Francesco Totti che un giorno ti ha regalato una grande gioia.
«Sì, ero in Francia per seguire la partita di Europa League tra Lione e Roma. Andai all'albergo dove alloggiava la squadra per incontrare i giocatori, speravo in qualche foto o autografo. Entrai nella hall, in attesa dell'arrivo dei calciatori che dovevano fare colazione. L'addetto alla sicurezza della Roma mi vide e mi parlò in italiano, dicendomi che non potevo stare lì per motivi di ordine pubblico. Io però non mi arresi, continuai a insistere e mentre parlavo con l'uomo sentii arrivare l'ascensore da cui uscì niente di meno che Francesco Totti. Lo chiamai chiedendogli una foto, e lui fu carinissimo perché mi invitò ad andare da lui. Scambiammo velocemente due battute e ci scattammo un selfie, che ancora conservo con grande gelosia, perché fu emozionante stare accanto, seppur per pochi secondi, al mio idolo di sempre».
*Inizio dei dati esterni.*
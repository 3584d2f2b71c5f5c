//! Host Binding Layer (FFI)
//!
//! This module connects the ABI-independent scripting core to the two
//! browser plugin ABIs. Both bindings share one object contract
//! (`ScriptObject`), one value model (`Value`) and one host protocol
//! (`BrowserHost`); each contributes an adapter (host object → native view),
//! a wrapper (native object → host view) and a marshaler.
//!
//! Architecture:
//! ```text
//! ┌─────────────────────────────────────────────────────────────┐
//! │                      Browser Script                         │
//! │        ┌──────────────┐            ┌──────────────┐         │
//! │        │    NPAPI     │            │  COM / ActiveX│        │
//! │        │  NPObject*   │            │  IDispatch*   │        │
//! │        └──────┬───────┘            └──────┬───────┘         │
//! │               │                           │                 │
//! │               v                           v                 │
//! │  ┌────────────────────────┐  ┌────────────────────────┐     │
//! │  │ NpObjectApi /          │  │ ComDispatchApi /       │     │
//! │  │ NpJavascriptObject     │  │ ComJavascriptObject    │     │
//! │  │ NpapiBrowserHost       │  │ ComBrowserHost         │     │
//! │  └───────────┬────────────┘  └───────────┬────────────┘     │
//! │              │  VariantMarshaler          │                  │
//! │              v                            v                  │
//! │  ┌─────────────────────────────────────────────────────┐    │
//! │  │        BrowserHost protocol + Value model           │    │
//! │  └───────────────────────┬─────────────────────────────┘    │
//! │                          v                                   │
//! │  ┌─────────────────────────────────────────────────────┐    │
//! │  │  ScriptObject / ScriptApi (zones, events, proxies)  │    │
//! │  └─────────────────────────────────────────────────────┘    │
//! └─────────────────────────────────────────────────────────────┘
//! ```

pub mod com;
pub mod marshal;
pub mod npapi;
pub mod protocol;

pub use marshal::{VariantMarshaler, SUPPORTED_KINDS};
pub use protocol::*;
Com'è vissuta la Roma a Rabat?
«Nel mio Paese la maggioranza degli appassionati di calcio tifa per le squadre spagnole, Real Madrid e Barcellona. Ma poi, grazie ai social network, ho scoperto con grande sorpresa che non ero l'unico tifoso della Roma: ho tanti amici romanisti a Rabat, Casablanca e Marrakech, e anche in altre città del Marocco. Siamo riusciti a unirci e a creare una piccola comunità grazie a Facebook, poi un giorno ci siamo incontrati di persona e abbiamo fondato il Roma Club Marocco, operativo dalla stagione 2013-14. Organizziamo eventi, vediamo le partite insieme, siamo diventati dei veri amici, fratelli di Roma, abbiamo anche prodotto un piccolo merchandising di sciarpe, felpe, polo e gadget con il nostro logo. Ogni anno organizziamo due raduni nazionali, in cui si ritrovano tutti i tifosi della Roma del Marocco: ma abbiamo anche accolto tifosi stranieri della Roma, in Marocco per lavoro o turismo. Siamo un bel gruppo. Attualmente, a causa della pandemia, ci siamo dovuti fermare, ma siamo sicuri che presto torneremo ritrovarci tutti insieme per rivivere la Roma come una grande famiglia».